### TASK DETAILS:
The response must be made up of the lines in the entries below that contain "parse".

### SOURCE DATA:
=== Begin Enclosure ===
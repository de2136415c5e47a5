//! Pull requests and their reviews
//!
//! The GraphQL strategy gets pull requests with reviews inline, 50 per
//! round trip. The REST strategy lists pull requests, enriches each with a
//! detail call (the list endpoint omits size fields), then fetches reviews
//! for all of them through a bounded worker pool.

use chrono::{DateTime, Utc};
use crossbeam_channel::bounded;
use serde::Deserialize;
use serde_json::json;
use std::collections::HashMap;
use tracing::{debug, warn};

use super::client::GitHubClient;
use super::fetch::{DateFilter, FetchEngine, Page, PageFetcher, PageRequest};
use super::strategy::{fetch_with_fallback, FetchStrategy};
use super::wire::{
    cache_key, date_filter, gql_identity, rest_identity, warn_if_truncated, Connection, GqlActor,
    RestUser, TotalCount,
};
use super::{GitHubError, GitHubResult};
use crate::models::{DateRange, PrState, PullRequest, RepoRef, Review, ReviewState};

const GRAPHQL_PAGE_SIZE: u32 = 50;

const PULLS_QUERY: &str = r#"
query($owner: String!, $name: String!, $first: Int!, $after: String) {
  repository(owner: $owner, name: $name) {
    pullRequests(first: $first, after: $after, orderBy: {field: CREATED_AT, direction: DESC}) {
      nodes {
        number
        title
        state
        author { login avatarUrl ... on User { databaseId name email } }
        baseRefName
        headRefName
        createdAt
        mergedAt
        closedAt
        additions
        deletions
        changedFiles
        commits { totalCount }
        reviews(first: 100) {
          totalCount
          nodes {
            databaseId
            author { login avatarUrl ... on User { databaseId name email } }
            state
            submittedAt
            body
            comments { totalCount }
          }
        }
      }
      pageInfo { hasNextPage endCursor }
    }
  }
}
"#;

// ---------------------------------------------------------------------------
// GraphQL
// ---------------------------------------------------------------------------

#[derive(Debug, Deserialize)]
struct PullsData {
    repository: Option<PullsRepository>,
}

#[derive(Debug, Deserialize)]
#[serde(rename_all = "camelCase")]
struct PullsRepository {
    pull_requests: Connection<GqlPull>,
}

#[derive(Debug, Clone, Deserialize)]
#[serde(rename_all = "camelCase")]
struct GqlPull {
    number: u64,
    title: String,
    state: String,
    author: Option<GqlActor>,
    base_ref_name: String,
    head_ref_name: String,
    created_at: DateTime<Utc>,
    merged_at: Option<DateTime<Utc>>,
    closed_at: Option<DateTime<Utc>>,
    #[serde(default)]
    additions: u64,
    #[serde(default)]
    deletions: u64,
    #[serde(default)]
    changed_files: u64,
    #[serde(default)]
    commits: TotalCount,
    reviews: Option<GqlReviews>,
}

#[derive(Debug, Clone, Deserialize)]
#[serde(rename_all = "camelCase")]
struct GqlReviews {
    #[serde(default)]
    total_count: u64,
    #[serde(default)]
    nodes: Vec<GqlReview>,
}

#[derive(Debug, Clone, Deserialize)]
#[serde(rename_all = "camelCase")]
struct GqlReview {
    database_id: Option<u64>,
    author: Option<GqlActor>,
    state: String,
    submitted_at: Option<DateTime<Utc>>,
    #[serde(default)]
    body: String,
    #[serde(default)]
    comments: TotalCount,
}

struct GraphQlPullFetcher<'a> {
    client: &'a GitHubClient,
    repo: &'a RepoRef,
    range: &'a DateRange,
}

impl PageFetcher for GraphQlPullFetcher<'_> {
    type Item = GqlPull;
    type Output = PullRequest;

    fn fetch_page(&self, request: &PageRequest) -> GitHubResult<Page<GqlPull>> {
        let data: PullsData = self.client.graphql(
            PULLS_QUERY,
            json!({
                "owner": self.repo.owner,
                "name": self.repo.name,
                "first": GRAPHQL_PAGE_SIZE,
                "after": request.cursor,
            }),
        )?;
        let connection = data
            .repository
            .ok_or_else(|| GitHubError::GraphQl(format!("repository {} not found", self.repo)))?
            .pull_requests;
        Ok(Page {
            items: connection.nodes,
            has_next: connection.page_info.has_next_page,
            next_cursor: connection.page_info.end_cursor,
        })
    }

    fn convert(&self, pr: GqlPull) -> PullRequest {
        let nodes = match pr.reviews {
            Some(reviews) => {
                warn_if_truncated("reviews", self.repo, pr.number, reviews.total_count, reviews.nodes.len());
                reviews.nodes
            }
            None => Vec::new(),
        };
        let reviews = nodes
            .into_iter()
            .map(|review| Review {
                id: review.database_id.unwrap_or_default(),
                pr_number: pr.number,
                author: gql_identity(review.author.as_ref()),
                state: ReviewState::parse(&review.state),
                submitted_at: review.submitted_at,
                body: review.body,
                comment_count: review.comments.total_count as u32,
                response_time_hours: None,
            })
            .collect();

        let mut out = PullRequest {
            number: pr.number,
            repository: self.repo.key(),
            title: pr.title,
            state: pull_state(&pr.state, pr.merged_at.is_some()),
            author: gql_identity(pr.author.as_ref()),
            base_branch: pr.base_ref_name,
            head_branch: pr.head_ref_name,
            created_at: pr.created_at,
            merged_at: pr.merged_at,
            closed_at: pr.closed_at,
            additions: pr.additions,
            deletions: pr.deletions,
            files_changed: pr.changed_files,
            commit_count: pr.commits.total_count,
            reviews,
            time_to_merge_hours: None,
            time_to_first_review_hours: None,
        };
        out.compute_derived();
        out
    }

    fn filter(&self, pr: &GqlPull) -> DateFilter {
        date_filter(self.range, pr.created_at)
    }
}

/// Pull requests with inline reviews over GraphQL.
pub struct GraphQlPulls<'a> {
    pub client: &'a GitHubClient,
}

impl FetchStrategy for GraphQlPulls<'_> {
    type Output = Vec<PullRequest>;

    fn name(&self) -> &'static str {
        "GraphQL"
    }

    fn fetch(
        &self,
        engine: &FetchEngine<'_>,
        repo: &RepoRef,
        range: &DateRange,
    ) -> GitHubResult<Vec<PullRequest>> {
        let fetcher = GraphQlPullFetcher {
            client: self.client,
            repo,
            range,
        };
        let key = cache_key("pulls-graphql", repo, range);
        engine.fetch_all(Some(&key), &fetcher)
    }
}

// ---------------------------------------------------------------------------
// REST
// ---------------------------------------------------------------------------

#[derive(Debug, Clone, Deserialize)]
struct RestRef {
    #[serde(rename = "ref")]
    name: String,
}

#[derive(Debug, Clone, Deserialize)]
struct RestPull {
    number: u64,
    title: String,
    state: String,
    user: Option<RestUser>,
    base: RestRef,
    head: RestRef,
    created_at: DateTime<Utc>,
    merged_at: Option<DateTime<Utc>>,
    closed_at: Option<DateTime<Utc>>,
    // Only on the detail endpoint
    #[serde(default)]
    additions: Option<u64>,
    #[serde(default)]
    deletions: Option<u64>,
    #[serde(default)]
    changed_files: Option<u64>,
    #[serde(default)]
    commits: Option<u64>,
}

#[derive(Debug, Clone, Deserialize)]
struct RestReview {
    id: u64,
    user: Option<RestUser>,
    state: String,
    submitted_at: Option<DateTime<Utc>>,
    #[serde(default)]
    body: Option<String>,
}

struct RestPullFetcher<'a> {
    client: &'a GitHubClient,
    repo: &'a RepoRef,
    range: &'a DateRange,
}

impl PageFetcher for RestPullFetcher<'_> {
    type Item = RestPull;
    type Output = PullRequest;

    fn fetch_page(&self, request: &PageRequest) -> GitHubResult<Page<RestPull>> {
        let path = match &request.cursor {
            Some(next) => next.clone(),
            None => format!(
                "/repos/{}/{}/pulls?state=all&sort=created&direction=desc&per_page={}",
                self.repo.owner,
                self.repo.name,
                self.client.per_page()
            ),
        };
        let (items, next): (Vec<RestPull>, _) = self.client.get_json(&path)?;
        Ok(Page {
            items,
            has_next: next.is_some(),
            next_cursor: next,
        })
    }

    fn convert(&self, pr: RestPull) -> PullRequest {
        let mut out = PullRequest {
            number: pr.number,
            repository: self.repo.key(),
            title: pr.title,
            state: pull_state(&pr.state, pr.merged_at.is_some()),
            author: rest_identity(pr.user.as_ref()),
            base_branch: pr.base.name,
            head_branch: pr.head.name,
            created_at: pr.created_at,
            merged_at: pr.merged_at,
            closed_at: pr.closed_at,
            additions: pr.additions.unwrap_or_default(),
            deletions: pr.deletions.unwrap_or_default(),
            files_changed: pr.changed_files.unwrap_or_default(),
            commit_count: pr.commits.unwrap_or_default(),
            reviews: Vec::new(),
            time_to_merge_hours: None,
            time_to_first_review_hours: None,
        };
        out.compute_derived();
        out
    }

    fn filter(&self, pr: &RestPull) -> DateFilter {
        date_filter(self.range, pr.created_at)
    }
}

struct RestReviewFetcher<'a> {
    client: &'a GitHubClient,
    repo: &'a RepoRef,
    number: u64,
}

impl PageFetcher for RestReviewFetcher<'_> {
    type Item = RestReview;
    type Output = Review;

    fn fetch_page(&self, request: &PageRequest) -> GitHubResult<Page<RestReview>> {
        let path = match &request.cursor {
            Some(next) => next.clone(),
            None => format!(
                "/repos/{}/{}/pulls/{}/reviews?per_page={}",
                self.repo.owner,
                self.repo.name,
                self.number,
                self.client.per_page()
            ),
        };
        let (items, next): (Vec<RestReview>, _) = self.client.get_json(&path)?;
        Ok(Page {
            items,
            has_next: next.is_some(),
            next_cursor: next,
        })
    }

    fn convert(&self, review: RestReview) -> Review {
        Review {
            id: review.id,
            pr_number: self.number,
            author: rest_identity(review.user.as_ref()),
            state: ReviewState::parse(&review.state),
            submitted_at: review.submitted_at,
            body: review.body.unwrap_or_default(),
            comment_count: 0,
            response_time_hours: None,
        }
    }

    // Reviews belong to an already-accepted pull request
    fn filter(&self, _review: &RestReview) -> DateFilter {
        DateFilter::Include
    }
}

/// Fetch reviews for many pull requests with at most `width` in flight.
///
/// A failure for one pull request is logged and leaves it without reviews;
/// cancellation fails the whole call.
pub fn fetch_reviews_concurrently(
    client: &GitHubClient,
    engine: &FetchEngine<'_>,
    repo: &RepoRef,
    numbers: &[u64],
    width: usize,
) -> GitHubResult<HashMap<u64, Vec<Review>>> {
    fetch_reviews_with(engine, repo, numbers, width, |number| {
        let fetcher = RestReviewFetcher {
            client,
            repo,
            number,
        };
        let key = format!("reviews:{}#{}", repo, number);
        engine.fetch_all(Some(&key), &fetcher)
    })
}

/// Worker pool behind [`fetch_reviews_concurrently`], generic over the
/// per-PR fetch.
///
/// The result channel holds one slot per pull request, so workers never
/// block handing results back while the pool is still running.
fn fetch_reviews_with<F>(
    engine: &FetchEngine<'_>,
    repo: &RepoRef,
    numbers: &[u64],
    width: usize,
    fetch: F,
) -> GitHubResult<HashMap<u64, Vec<Review>>>
where
    F: Fn(u64) -> GitHubResult<Vec<Review>> + Sync,
{
    let mut reviews = HashMap::with_capacity(numbers.len());
    if numbers.is_empty() {
        return Ok(reviews);
    }

    let (job_tx, job_rx) = bounded::<u64>(numbers.len());
    let (result_tx, result_rx) = bounded::<(u64, GitHubResult<Vec<Review>>)>(numbers.len());
    for &number in numbers {
        if job_tx.send(number).is_err() {
            break;
        }
    }
    drop(job_tx);

    let workers = width.clamp(1, numbers.len());
    debug!("Fetching reviews for {} PRs with {} workers", numbers.len(), workers);
    let fetch = &fetch;
    std::thread::scope(|scope| {
        for _ in 0..workers {
            let job_rx = job_rx.clone();
            let result_tx = result_tx.clone();
            scope.spawn(move || {
                for number in job_rx.iter() {
                    if result_tx.send((number, fetch(number))).is_err() {
                        break;
                    }
                }
            });
        }
    });
    drop(result_tx);

    for (number, result) in result_rx.try_iter() {
        match result {
            Ok(list) => {
                reviews.insert(number, list);
            }
            Err(e) if e.is_cancelled() => return Err(e),
            Err(e) => {
                warn!("Failed to fetch reviews for {}#{}: {}", repo, number, e);
                engine
                    .reporter()
                    .warn(&format!("{}#{}: reviews unavailable ({})", repo, number, e));
            }
        }
    }
    Ok(reviews)
}

/// Pull requests over REST: list, per-PR detail, then concurrent reviews.
pub struct RestPulls<'a> {
    pub client: &'a GitHubClient,
    /// Concurrent review requests
    pub concurrency: usize,
}

impl FetchStrategy for RestPulls<'_> {
    type Output = Vec<PullRequest>;

    fn name(&self) -> &'static str {
        "REST"
    }

    fn fetch(
        &self,
        engine: &FetchEngine<'_>,
        repo: &RepoRef,
        range: &DateRange,
    ) -> GitHubResult<Vec<PullRequest>> {
        let fetcher = RestPullFetcher {
            client: self.client,
            repo,
            range,
        };
        let key = cache_key("pulls-rest", repo, range);
        let mut pulls = engine.fetch_all_with_enrichment(Some(&key), &fetcher, |pr| {
            let path = format!("/repos/{}/{}/pulls/{}", repo.owner, repo.name, pr.number);
            let (detail, _): (RestPull, _) = self.client.get_json(&path)?;
            Ok(detail)
        })?;

        let numbers: Vec<u64> = pulls.iter().map(|pr| pr.number).collect();
        let mut reviews =
            fetch_reviews_concurrently(self.client, engine, repo, &numbers, self.concurrency)?;
        for pr in &mut pulls {
            pr.reviews = reviews.remove(&pr.number).unwrap_or_default();
            pr.compute_derived();
        }
        Ok(pulls)
    }
}

/// Fetch pull requests, preferring GraphQL and falling back to REST.
pub fn fetch_pull_requests(
    client: &GitHubClient,
    engine: &FetchEngine<'_>,
    repo: &RepoRef,
    range: &DateRange,
    concurrency: usize,
) -> GitHubResult<Vec<PullRequest>> {
    let graphql = GraphQlPulls { client };
    let rest = RestPulls {
        client,
        concurrency,
    };
    let preferred = client.has_graphql().then_some(&graphql);
    fetch_with_fallback(preferred, &rest, engine, repo, range)
}

fn pull_state(raw: &str, merged: bool) -> PrState {
    if merged || raw.eq_ignore_ascii_case("merged") {
        PrState::Merged
    } else if raw.eq_ignore_ascii_case("closed") {
        PrState::Closed
    } else {
        PrState::Open
    }
}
=== End Enclosure ===
### SOLUTION:
                state: ReviewState::parse(&review.state),
            state: ReviewState::parse(&review.state),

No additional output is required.